Thanks,Elvin Alberts

Hi Elvin,

These are some good ideas :-)

Can I check why that version is needed specifically / which features have changed in more recent versions? We generally guarantee to continue to host any Dana versions which are linked from our research entries, to support reproducibility, and it looks like 251 happens to be one of those. We could at least enumerate this list of options all in one place somewhere.

We maintain an up-to-date build of the "rex" web server here which tracks with the current Dana release: https://github.com/barryfp/rex_ws (but you might have a variant of this in mind which has different features).

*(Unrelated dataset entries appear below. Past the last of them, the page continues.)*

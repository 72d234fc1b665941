//! Relay-side verification types.

use std::path::{Path, PathBuf};

use chrono::{DateTime, Utc};
use serde::{Deserialize, Serialize};

/// Name of the on-chain verifier entry point.
pub const VERIFIER_ENTRY_POINT: &str = "verify_ultra_starknet_zk_honk_proof";

/// How the calldata was produced; reported back to callers.
pub const VERIFICATION_METHOD: &str = "garaga_cli";

/// Filesystem locations of the three proof artifacts.
#[derive(Debug, Clone, PartialEq, Eq, Serialize, Deserialize)]
#[serde(rename_all = "camelCase")]
pub struct ArtifactPaths {
    pub proof_path: PathBuf,
    pub vk_path: PathBuf,
    pub public_inputs_path: PathBuf,
}

impl ArtifactPaths {
    pub fn new(
        proof_path: impl Into<PathBuf>,
        vk_path: impl Into<PathBuf>,
        public_inputs_path: impl Into<PathBuf>,
    ) -> Self {
        Self {
            proof_path: proof_path.into(),
            vk_path: vk_path.into(),
            public_inputs_path: public_inputs_path.into(),
        }
    }

    /// The layout written by `bb prove` into an output directory.
    pub fn in_dir(dir: impl AsRef<Path>) -> Self {
        let dir = dir.as_ref();
        Self::new(
            dir.join("proof"),
            dir.join("vk"),
            dir.join("public_inputs"),
        )
    }

    /// Artifacts paired with their kind, in the order they are checked.
    pub fn entries(&self) -> [(ArtifactKind, &Path); 3] {
        [
            (ArtifactKind::Proof, self.proof_path.as_path()),
            (ArtifactKind::VerificationKey, self.vk_path.as_path()),
            (ArtifactKind::PublicInputs, self.public_inputs_path.as_path()),
        ]
    }
}

/// Which of the three artifacts a path refers to.
#[derive(Debug, Clone, Copy, PartialEq, Eq, Serialize)]
#[serde(rename_all = "snake_case")]
pub enum ArtifactKind {
    Proof,
    VerificationKey,
    PublicInputs,
}

impl ArtifactKind {
    pub fn label(&self) -> &'static str {
        match self {
            ArtifactKind::Proof => "proof",
            ArtifactKind::VerificationKey => "verification key",
            ArtifactKind::PublicInputs => "public inputs",
        }
    }

    pub fn file_name(&self) -> &'static str {
        match self {
            ArtifactKind::Proof => "proof",
            ArtifactKind::VerificationKey => "vk",
            ArtifactKind::PublicInputs => "public_inputs",
        }
    }
}

impl std::fmt::Display for ArtifactKind {
    fn fmt(&self, f: &mut std::fmt::Formatter<'_>) -> std::fmt::Result {
        f.write_str(self.label())
    }
}

/// Proof material carried inline instead of as file paths.
#[derive(Debug, Clone, PartialEq, Eq)]
pub struct InlineArtifacts {
    pub proof: Vec<u8>,
    pub verification_key: Vec<u8>,
    pub public_inputs: Vec<u8>,
}

/// A verification request: exactly one of paths or inline bytes.
#[derive(Debug, Clone, PartialEq, Eq)]
pub enum VerificationRequest {
    Paths(ArtifactPaths),
    Inline(InlineArtifacts),
}

/// Calldata for the verifier entry point: `0x`-prefixed hex field elements.
///
/// Element count and order are whatever the calldata tool produced.
#[derive(Debug, Clone, Default, PartialEq, Eq, Serialize, Deserialize)]
#[serde(transparent)]
pub struct CalldataArray(Vec<String>);

impl CalldataArray {
    pub fn new(elements: Vec<String>) -> Self {
        Self(elements)
    }

    pub fn len(&self) -> usize {
        self.0.len()
    }

    pub fn is_empty(&self) -> bool {
        self.0.is_empty()
    }

    pub fn elements(&self) -> &[String] {
        &self.0
    }

    pub fn first(&self) -> Option<&str> {
        self.0.first().map(String::as_str)
    }

    pub fn last(&self) -> Option<&str> {
        self.0.last().map(String::as_str)
    }

    pub fn into_inner(self) -> Vec<String> {
        self.0
    }
}

/// Outcome of an on-chain verification call.
#[derive(Debug, Clone, PartialEq, Serialize)]
#[serde(rename_all = "camelCase")]
pub struct VerificationResult {
    pub is_valid: bool,
    /// `null` when the contract returned `None`, else the returned u256 values.
    #[serde(rename = "result")]
    pub raw_result: Option<Vec<String>>,
    pub timestamp: DateTime<Utc>,
    pub contract_address: String,
    pub network: String,
    #[serde(rename = "verificationMethod")]
    pub method: &'static str,
    pub data_size: usize,
}

impl VerificationResult {
    pub fn new(
        raw_result: Option<Vec<String>>,
        contract_address: impl Into<String>,
        network: impl Into<String>,
        data_size: usize,
    ) -> Self {
        Self {
            is_valid: raw_result.is_some(),
            raw_result,
            timestamp: Utc::now(),
            contract_address: contract_address.into(),
            network: network.into(),
            method: VERIFICATION_METHOD,
            data_size,
        }
    }
}

/// Static description of the verifier contract.
#[derive(Debug, Clone, Serialize)]
#[serde(rename_all = "camelCase")]
pub struct ContractInfo {
    pub address: String,
    pub network: String,
    pub function: &'static str,
    pub status: &'static str,
    pub rpc_url: String,
    pub chain_id: String,
}

/// Human label for a Starknet chain id (hex-encoded short string).
pub fn network_label(chain_id: &str) -> String {
    match chain_id.to_ascii_lowercase().as_str() {
        "0x534e5f5345504f4c4941" => "Starknet Sepolia".to_string(),
        "0x534e5f4d41494e" => "Starknet Mainnet".to_string(),
        other => format!("Starknet ({other})"),
    }
}
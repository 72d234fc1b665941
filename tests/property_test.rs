//! Property-based tests using proptest.
//!
//! These tests verify invariants that should hold for any valid input.

use num_bigint::BigUint;
use proptest::prelude::*;

use stark_vip::domain::{parse_field_element, ProofRequest, RawProofRequest};
use stark_vip::infra::{
    decode_option_u256_array, encode_array_argument, parse_calldata_output, CalldataParseMode,
    FailureCategory,
};
use stark_vip::prover::{codec, validate, ValidationError};
use stark_vip::CalldataArray;

// ============================================================================
// Custom Strategies
// ============================================================================

/// Generate a field element below 2^252
fn arb_felt() -> impl Strategy<Value = BigUint> {
    prop::collection::vec(any::<u8>(), 0..32).prop_map(|mut bytes| {
        if let Some(first) = bytes.first_mut() {
            *first &= 0x0f;
        }
        BigUint::from_bytes_be(&bytes)
    })
}

fn arb_u128() -> impl Strategy<Value = BigUint> {
    any::<u128>().prop_map(BigUint::from)
}

// ============================================================================
// Codec Properties
// ============================================================================

proptest! {
    /// Decoding an encoding yields the original bytes
    #[test]
    fn prop_codec_roundtrip(bytes in prop::collection::vec(any::<u8>(), 0..512)) {
        let encoded = codec::encode(&bytes);
        prop_assert_eq!(codec::decode(&encoded).unwrap(), bytes.clone());
        prop_assert_eq!(codec::decode_lenient(&encoded).unwrap(), bytes);
    }

    /// Encoded output is padded base64 of the expected length
    #[test]
    fn prop_codec_output_shape(bytes in prop::collection::vec(any::<u8>(), 0..256)) {
        let encoded = codec::encode(&bytes);
        prop_assert_eq!(encoded.len(), bytes.len().div_ceil(3) * 4);
        prop_assert!(encoded
            .chars()
            .all(|c| c.is_ascii_alphanumeric() || c == '+' || c == '/' || c == '='));
    }
}

// ============================================================================
// Field Element and Calldata Properties
// ============================================================================

proptest! {
    /// Decimal and hex spellings parse to the same value
    #[test]
    fn prop_field_element_decimal_and_hex_agree(value in arb_felt()) {
        let decimal = parse_field_element(&value.to_str_radix(10)).unwrap();
        let hex = parse_field_element(&format!("0x{}", value.to_str_radix(16))).unwrap();
        prop_assert_eq!(&decimal, &value);
        prop_assert_eq!(hex, value);
    }

    /// Tolerant parsing of whitespace tokens matches strict parsing of the JSON array
    #[test]
    fn prop_calldata_json_and_tokens_agree(values in prop::collection::vec(arb_felt(), 1..40)) {
        let decimals: Vec<String> = values.iter().map(|v| v.to_str_radix(10)).collect();
        let json = serde_json::to_string(&decimals).unwrap();
        let tokens = decimals.join(" ");

        let strict = parse_calldata_output(&json, CalldataParseMode::Strict).unwrap();
        let tolerant = parse_calldata_output(&tokens, CalldataParseMode::Tolerant).unwrap();

        prop_assert_eq!(strict.len(), values.len());
        prop_assert_eq!(&strict, &tolerant);
        for (element, value) in strict.elements().iter().zip(&values) {
            prop_assert!(element.starts_with("0x"));
            prop_assert_eq!(&parse_field_element(element).unwrap(), value);
        }
    }

    /// The array argument is always length-prefixed
    #[test]
    fn prop_array_argument_length_prefix(count in 0usize..64) {
        let calldata = CalldataArray::new((0..count).map(|i| format!("{i:#x}")).collect());
        let felts = encode_array_argument(&calldata);
        prop_assert_eq!(felts.len(), count + 1);
        prop_assert_eq!(
            parse_field_element(&felts[0]).unwrap(),
            BigUint::from(count)
        );
    }

    /// `Some` results decode each (low, high) pair to low + high * 2^128
    #[test]
    fn prop_option_u256_decoding(pairs in prop::collection::vec((arb_u128(), arb_u128()), 0..8)) {
        let mut felts = vec!["0x0".to_string(), format!("{:#x}", pairs.len())];
        for (low, high) in &pairs {
            felts.push(format!("0x{}", low.to_str_radix(16)));
            felts.push(format!("0x{}", high.to_str_radix(16)));
        }

        let decoded = decode_option_u256_array(&felts).unwrap().unwrap();
        prop_assert_eq!(decoded.len(), pairs.len());
        for (value, (low, high)) in decoded.iter().zip(&pairs) {
            let expected: BigUint = low + (high << 128u32);
            prop_assert_eq!(value, &expected.to_str_radix(10));
        }
    }

    /// Classification never panics and unknown messages fall through to Other
    #[test]
    fn prop_unknown_messages_are_other(message in "[0-9 .:]{0,64}") {
        prop_assert_eq!(FailureCategory::classify(&message), FailureCategory::Other);
    }
}

// ============================================================================
// Validation Properties
// ============================================================================

proptest! {
    /// Equal non-empty nonces and balance >= threshold always pass
    #[test]
    fn prop_sufficient_balance_passes(threshold in 0u64..1_000_000, extra in 0u64..1_000_000, nonce in "[1-9][0-9]{0,30}") {
        let request = ProofRequest::new(threshold, nonce.clone(), threshold + extra, nonce);
        prop_assert_eq!(validate(&request), Ok(()));
    }

    /// Balance below threshold always fails with the actual amounts
    #[test]
    fn prop_insufficient_balance_fails(balance in 0u64..1_000_000, gap in 1u64..1_000_000) {
        let request = ProofRequest::new(balance + gap, "7", balance, "7");
        prop_assert_eq!(
            validate(&request),
            Err(ValidationError::InsufficientBalance { balance, threshold: balance + gap })
        );
    }

    /// Negative raw amounts never become a request
    #[test]
    fn prop_negative_amounts_rejected(threshold in i64::MIN..0, balance in 0i64..1000) {
        let raw = RawProofRequest {
            threshold,
            nonce: "1".to_string(),
            balance,
            secret_nonce: "1".to_string(),
        };
        prop_assert_eq!(
            ProofRequest::try_from(raw),
            Err(ValidationError::NegativeThreshold(threshold))
        );
    }
}
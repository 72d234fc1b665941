//! Infrastructure layer for the verification relay
//!
//! Contains trait definitions and implementations for:
//! - Calldata generation (external `garaga` CLI)
//! - On-chain verification (Starknet JSON-RPC)
//! - Graceful shutdown (request draining)

mod calldata;
mod error;
mod graceful_shutdown;
mod starknet;

pub use calldata::{
    parse_calldata_output, CalldataGenerator, CalldataParseMode, GaragaCalldataGenerator,
    PROOF_SYSTEM,
};
pub use error::*;
pub use graceful_shutdown::{shutdown_signal, track_requests, RequestGuard, RequestTracker};
pub use starknet::{
    decode_option_u256_array, encode_array_argument, selector, OnChainVerifier, StarknetVerifier,
};

#[cfg(test)]
pub use calldata::MockCalldataGenerator;
#[cfg(test)]
pub use starknet::MockOnChainVerifier;
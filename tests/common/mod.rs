//! Common test utilities and fixtures for integration tests

#![allow(dead_code)]

use std::path::Path;
use std::sync::atomic::{AtomicUsize, Ordering};
use std::sync::{Arc, Mutex};

use async_trait::async_trait;
use axum::body::Body;
use axum::http::{Method, Request, StatusCode};
use http_body_util::BodyExt;
use tower::ServiceExt;

use stark_vip::domain::{ArtifactPaths, CalldataArray};
use stark_vip::infra::{CalldataGenerator, OnChainVerifier, RelayError};
use stark_vip::report::{Environment, Reporter};
use stark_vip::server::{AppState, StarknetSettings};

/// Calldata generator that returns a fixed array and records the paths it saw.
#[derive(Default)]
pub struct FakeCalldata {
    pub elements: Vec<String>,
    pub calls: Mutex<Vec<ArtifactPaths>>,
}

impl FakeCalldata {
    pub fn returning(elements: &[&str]) -> Self {
        Self {
            elements: elements.iter().map(|e| e.to_string()).collect(),
            calls: Mutex::new(Vec::new()),
        }
    }

    pub fn call_count(&self) -> usize {
        self.calls.lock().unwrap().len()
    }
}

#[async_trait]
impl CalldataGenerator for FakeCalldata {
    async fn generate_calldata(&self, paths: &ArtifactPaths) -> stark_vip::Result<CalldataArray> {
        self.calls.lock().unwrap().push(paths.clone());
        Ok(CalldataArray::new(self.elements.clone()))
    }
}

/// What the fake verifier contract answers.
#[derive(Clone)]
pub enum Verdict {
    Accept(Vec<String>),
    Reject,
    Fail(String),
}

/// On-chain verifier with a scripted verdict.
pub struct FakeVerifier {
    pub verdict: Verdict,
    pub chain_id: String,
    pub calls: AtomicUsize,
}

impl FakeVerifier {
    pub fn new(verdict: Verdict) -> Self {
        Self {
            verdict,
            chain_id: "0x534e5f5345504f4c4941".to_string(),
            calls: AtomicUsize::new(0),
        }
    }

    pub fn call_count(&self) -> usize {
        self.calls.load(Ordering::SeqCst)
    }
}

#[async_trait]
impl OnChainVerifier for FakeVerifier {
    async fn verify_proof(
        &self,
        _calldata: &CalldataArray,
    ) -> stark_vip::Result<Option<Vec<String>>> {
        self.calls.fetch_add(1, Ordering::SeqCst);
        match &self.verdict {
            Verdict::Accept(values) => Ok(Some(values.clone())),
            Verdict::Reject => Ok(None),
            Verdict::Fail(message) => Err(RelayError::Rpc(message.clone())),
        }
    }

    async fn chain_id(&self) -> stark_vip::Result<String> {
        Ok(self.chain_id.clone())
    }
}

/// Application state wired to fakes.
pub fn test_state(
    calldata: Arc<FakeCalldata>,
    verifier: Arc<FakeVerifier>,
    starknet: StarknetSettings,
    default_artifacts: Option<ArtifactPaths>,
) -> AppState {
    AppState::new(
        calldata,
        verifier,
        Reporter::new(Environment::new("test")),
        starknet,
        default_artifacts,
    )
}

/// Write `proof`, `vk` and `public_inputs` into `dir`.
pub fn write_artifacts(dir: &Path) -> ArtifactPaths {
    let paths = ArtifactPaths::in_dir(dir);
    std::fs::write(&paths.proof_path, [0xde, 0xad, 0xbe, 0xef]).unwrap();
    std::fs::write(&paths.vk_path, [0x01, 0x02]).unwrap();
    std::fs::write(&paths.public_inputs_path, [0x00; 32]).unwrap();
    paths
}

/// Send one request through the router and decode the JSON body.
pub async fn send_request(
    app: &axum::Router,
    method: Method,
    uri: &str,
    body: Option<serde_json::Value>,
) -> (StatusCode, serde_json::Value) {
    let mut builder = Request::builder().method(method).uri(uri);

    if body.is_some() {
        builder = builder.header("content-type", "application/json");
    }

    let body = body
        .map(|v| Body::from(serde_json::to_vec(&v).unwrap()))
        .unwrap_or_else(|| Body::from(Vec::new()));

    let response = app
        .clone()
        .oneshot(builder.body(body).unwrap())
        .await
        .unwrap();

    let status = response.status();
    let bytes = response
        .into_body()
        .collect()
        .await
        .unwrap()
        .to_bytes();

    let json = if bytes.is_empty() {
        serde_json::Value::Null
    } else {
        serde_json::from_slice(&bytes).unwrap_or(serde_json::Value::Null)
    };

    (status, json)
}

On documentation, I assume you mean here the Dana API docs rather than the user guide stuff. I think this is a really good suggestion; it's a little trickier to solve but we'll give it some thought. As a potential quick solution, while we think that through, you can generate the API docs locally by running dana docgen in the "components" directory of your installation. This yields a folder called _docs which you could possibly then host at your own server.

Barry

Hey Barry, thanks for the quick response,

You are right in your assumptions, I meant the API specifically. As for the versions of the web server, we were specifically making use of EWS as packaged for our SEAMS artifact paper, since the students in our course make use of exemplars as catalogued on self-adaptive.org. As for the docs solution, I'll be sure to forward that information to the students, thank you.

Considering your 'rex' server though it may be a good idea to create some symbolic link between EWS and it. Then, people who find the artifacts through SEAMS are can more easily extend the work if they're interested in doing so.

Elvin

Ah ok, that's fair, thanks for the clarification. I've just tested that exact EWS package and it operates correctly in the latest Dana version, so I think your students could use that version if they would like to. They'll get some deprecated API warnings during compilation, but we've maintained a stable backwards-compatible API for quite some time so the system still operates correctly.

We'll still aim to action the above suggestions though! :-)

Barry

A quick update on this: we've taken a first attempt at implementing these thoughts, and you can see it at /legacy/ (this page is now linked from the main page instead of the old drop-down selector).

Most of the versions don't have an API reference, but 251 specifically does, and we'll think over how to better maintain legacy API refs more broadly across other selected versions in future :-)

Barry

Hi all :-)

I wanted to say this is a really neat addition for software sustainability over time! Thanks for making it.